PROBLEM = An exact transcription of the data below is needed.

[Stored data]
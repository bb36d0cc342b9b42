// Asset resolution - maps exchange symbols to canonical assets

use crate::error::{ImportError, Result};
use crate::types::Asset;
use std::collections::HashMap;

/// Resolves a symbol as written by an exchange into an Asset
pub trait AssetResolver {
    fn resolve(&self, symbol: &str) -> Result<Asset>;
}

/// ERC20 tokens BlockFi lists by ticker
const BLOCKFI_TOKENS: &[(&str, &str)] = &[
    ("AAVE", "0x7Fc66500c84A76Ad7e9c93437bFc5Ac33E2DDaE9"),
    ("BAT", "0x0D8775F648430679A709E98d2b0Cb6250d2887EF"),
    ("BUSD", "0x4Fabb145d64652a948d72533023f6E7A623C7C53"),
    ("COMP", "0xc00e94Cb662C3520282E6f5717214004A7f26888"),
    ("DAI", "0x6B175474E89094C44Da98b954EedeAC495271d0F"),
    ("GUSD", "0x056Fd409E1d7A124BD7017459dFEa2F387b6d5Cd"),
    ("LINK", "0x514910771AF9Ca656af840dff83E8264EcF986CA"),
    ("MKR", "0x9f8F72aA9304c8B593d555F12eF6589cC3A579A2"),
    ("PAXG", "0x45804880De22913dAFE09f4980848ECE6EcbAf78"),
    ("SUSHI", "0x6B3595068778DD592e39A122f4f5a5cF09C90fE2"),
    ("UNI", "0x1f9840a85d5aF5bf1D1762F925BDADdC4201F984"),
    ("USDC", "0xA0b86991c6218b36c1d19D4a2e9Eb0cE3606eB48"),
    ("USDP", "0x8E870D67F660D95d5be530380D0eC0bd388289E1"),
    ("USDT", "0xdAC17F958D2ee523a2206206994597C13D831ec7"),
    ("1INCH", "0x111111111117dC0aa78b770fA6A738034120C302"),
];

/// Native coins and fiat, identified by their ticker
const BLOCKFI_COINS: &[&str] = &[
    "ADA", "ALGO", "BCH", "BTC", "DOGE", "DOT", "ETH", "LTC", "SOL", "XLM", "USD", "EUR",
    "GBP",
];

/// Tickers BlockFi writes differently from everyone else
const BLOCKFI_RENAMES: &[(&str, &str)] = &[
    // Paxos Standard was rebranded to Pax Dollar
    ("PAX", "USDP"),
    ("XBT", "BTC"),
];

/// Symbol table for BlockFi exports
///
/// Lookups are trimmed and case-insensitive. Extra mappings can be layered on
/// top with `with_asset`.
#[derive(Debug, Clone)]
pub struct BlockFiAssetResolver {
    renames: HashMap<String, String>,
    assets: HashMap<String, Asset>,
}

impl BlockFiAssetResolver {
    pub fn new() -> Self {
        let mut assets = HashMap::new();

        for coin in BLOCKFI_COINS {
            assets.insert(coin.to_string(), Asset::coin(coin));
        }

        for (symbol, address) in BLOCKFI_TOKENS {
            let identifier = format!("eip155:1/erc20:{}", address);
            assets.insert(symbol.to_string(), Asset::new(&identifier, symbol));
        }

        let renames = BLOCKFI_RENAMES
            .iter()
            .map(|(from, to)| (from.to_string(), to.to_string()))
            .collect();

        BlockFiAssetResolver { renames, assets }
    }

    /// Builder pattern: register or override a symbol
    pub fn with_asset(mut self, symbol: &str, asset: Asset) -> Self {
        self.assets.insert(symbol.trim().to_uppercase(), asset);
        self
    }

    pub fn len(&self) -> usize {
        self.assets.len()
    }

    pub fn is_empty(&self) -> bool {
        self.assets.is_empty()
    }
}

impl Default for BlockFiAssetResolver {
    fn default() -> Self {
        Self::new()
    }
}

impl AssetResolver for BlockFiAssetResolver {
    fn resolve(&self, symbol: &str) -> Result<Asset> {
        let key = symbol.trim().to_uppercase();
        if key.is_empty() {
            return Err(ImportError::UnknownAsset(symbol.to_string()));
        }

        let key = self.renames.get(&key).cloned().unwrap_or(key);
        self.assets
            .get(&key)
            .cloned()
            .ok_or_else(|| ImportError::UnknownAsset(symbol.to_string()))
    }
}

#[cfg(test)]
mod tests {
    use super::*;

    #[test]
    fn test_resolve_coin() {
        let resolver = BlockFiAssetResolver::new();
        let btc = resolver.resolve("BTC").unwrap();
        assert_eq!(btc.identifier, "BTC");
        assert_eq!(btc.symbol, "BTC");
    }

    #[test]
    fn test_resolve_token_case_insensitive() {
        let resolver = BlockFiAssetResolver::new();
        let gusd = resolver.resolve(" gusd ").unwrap();
        assert_eq!(
            gusd.identifier,
            "eip155:1/erc20:0x056Fd409E1d7A124BD7017459dFEa2F387b6d5Cd"
        );
        assert_eq!(gusd.symbol, "GUSD");
    }

    #[test]
    fn test_resolve_rename() {
        let resolver = BlockFiAssetResolver::new();
        let pax = resolver.resolve("PAX").unwrap();
        assert_eq!(pax.symbol, "USDP");
    }

    #[test]
    fn test_unknown_asset() {
        let resolver = BlockFiAssetResolver::new();
        match resolver.resolve("NOTACOIN") {
            Err(ImportError::UnknownAsset(symbol)) => assert_eq!(symbol, "NOTACOIN"),
            other => panic!("expected UnknownAsset, got {:?}", other),
        }
        assert!(resolver.resolve("").is_err());
    }

    #[test]
    fn test_with_asset_extends_table() {
        let resolver = BlockFiAssetResolver::new().with_asset("matic", Asset::coin("MATIC"));
        assert_eq!(resolver.resolve("MATIC").unwrap().identifier, "MATIC");
    }
}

RESPONSE AREA =
repository bb36d0cc342b9b42
// Asset resolution - maps exchange symbols to canonical assets

use crate::error::{ImportError, Result};
use crate::types::Asset;
use std::collections::HashMap;

/// Resolves a symbol as written by an exchange into an Asset
pub trait AssetResolver {
    fn resolve(&self, symbol: &str) -> Result<Asset>;
}

/// ERC20 tokens BlockFi lists by ticker
const BLOCKFI_TOKENS: &[(&str, &str)] = &[
    ("AAVE", "0x7Fc66500c84A76Ad7e9c93437bFc5Ac33E2DDaE9"),
    ("BAT", "0x0D8775F648430679A709E98d2b0Cb6250d2887EF"),
    ("BUSD", "0x4Fabb145d64652a948d72533023f6E7A623C7C53"),
    ("COMP", "0xc00e94Cb662C3520282E6f5717214004A7f26888"),
    ("DAI", "0x6B175474E89094C44Da98b954EedeAC495271d0F"),
    ("GUSD", "0x056Fd409E1d7A124BD7017459dFEa2F387b6d5Cd"),
    ("LINK", "0x514910771AF9Ca656af840dff83E8264EcF986CA"),
    ("MKR", "0x9f8F72aA9304c8B593d555F12eF6589cC3A579A2"),
    ("PAXG", "0x45804880De22913dAFE09f4980848ECE6EcbAf78"),
    ("SUSHI", "0x6B3595068778DD592e39A122f4f5a5cF09C90fE2"),
    ("UNI", "0x1f9840a85d5aF5bf1D1762F925BDADdC4201F984"),
    ("USDC", "0xA0b86991c6218b36c1d19D4a2e9Eb0cE3606eB48"),
    ("USDP", "0x8E870D67F660D95d5be530380D0eC0bd388289E1"),
    ("USDT", "0xdAC17F958D2ee523a2206206994597C13D831ec7"),
    ("1INCH", "0x111111111117dC0aa78b770fA6A738034120C302"),
];

/// Native coins and fiat, identified by their ticker
const BLOCKFI_COINS: &[&str] = &[
    "ADA", "ALGO", "BCH", "BTC", "DOGE", "DOT", "ETH", "LTC", "SOL", "XLM", "USD", "EUR",
    "GBP",
];

/// Tickers BlockFi writes differently from everyone else
const BLOCKFI_RENAMES: &[(&str, &str)] = &[
    // Paxos Standard was rebranded to Pax Dollar
    ("PAX", "USDP"),
    ("XBT", "BTC"),
];

/// Symbol table for BlockFi exports
///
/// Lookups are trimmed and case-insensitive. Extra mappings can be layered on
/// top with `with_asset`.
#[derive(Debug, Clone)]
pub struct BlockFiAssetResolver {
    renames: HashMap<String, String>,
    assets: HashMap<String, Asset>,
}

impl BlockFiAssetResolver {
    pub fn new() -> Self {
        let mut assets = HashMap::new();

        for coin in BLOCKFI_COINS {
            assets.insert(coin.to_string(), Asset::coin(coin));
        }

        for (symbol, address) in BLOCKFI_TOKENS {
            let identifier = format!("eip155:1/erc20:{}", address);
            assets.insert(symbol.to_string(), Asset::new(&identifier, symbol));
        }

        let renames = BLOCKFI_RENAMES
            .iter()
            .map(|(from, to)| (from.to_string(), to.to_string()))
            .collect();

        BlockFiAssetResolver { renames, assets }
    }

    /// Builder pattern: register or override a symbol
    pub fn with_asset(mut self, symbol: &str, asset: Asset) -> Self {
        self.assets.insert(symbol.trim().to_uppercase(), asset);
        self
    }

    pub fn len(&self) -> usize {
        self.assets.len()
    }

    pub fn is_empty(&self) -> bool {
        self.assets.is_empty()
    }
}

impl Default for BlockFiAssetResolver {
    fn default() -> Self {
        Self::new()
    }
}

impl AssetResolver for BlockFiAssetResolver {
    fn resolve(&self, symbol: &str) -> Result<Asset> {
        let key = symbol.trim().to_uppercase();
        if key.is_empty() {
            return Err(ImportError::UnknownAsset(symbol.to_string()));
        }

        let key = self.renames.get(&key).cloned().unwrap_or(key);
        self.assets
            .get(&key)
            .cloned()
            .ok_or_else(|| ImportError::UnknownAsset(symbol.to_string()))
    }
}

#[cfg(test)]
mod tests {
    use super::*;

    #[test]
    fn test_resolve_coin() {
        let resolver = BlockFiAssetResolver::new();
        let btc = resolver.resolve("BTC").unwrap();
        assert_eq!(btc.identifier, "BTC");
        assert_eq!(btc.symbol, "BTC");
    }

    #[test]
    fn test_resolve_token_case_insensitive() {
        let resolver = BlockFiAssetResolver::new();
        let gusd = resolver.resolve(" gusd ").unwrap();
        assert_eq!(
            gusd.identifier,
            "eip155:1/erc20:0x056Fd409E1d7A124BD7017459dFEa2F387b6d5Cd"
        );
        assert_eq!(gusd.symbol, "GUSD");
    }

    #[test]
    fn test_resolve_rename() {
        let resolver = BlockFiAssetResolver::new();
        let pax = resolver.resolve("PAX").unwrap();
        assert_eq!(pax.symbol, "USDP");
    }

    #[test]
    fn test_unknown_asset() {
        let resolver = BlockFiAssetResolver::new();
        match resolver.resolve("NOTACOIN") {
            Err(ImportError::UnknownAsset(symbol)) => assert_eq!(symbol, "NOTACOIN"),
            other => panic!("expected UnknownAsset, got {:?}", other),
        }
        assert!(resolver.resolve("").is_err());
    }

    #[test]
    fn test_with_asset_extends_table() {
        let resolver = BlockFiAssetResolver::new().with_asset("matic", Asset::coin("MATIC"));
        assert_eq!(resolver.resolve("MATIC").unwrap().identifier, "MATIC");
    }
}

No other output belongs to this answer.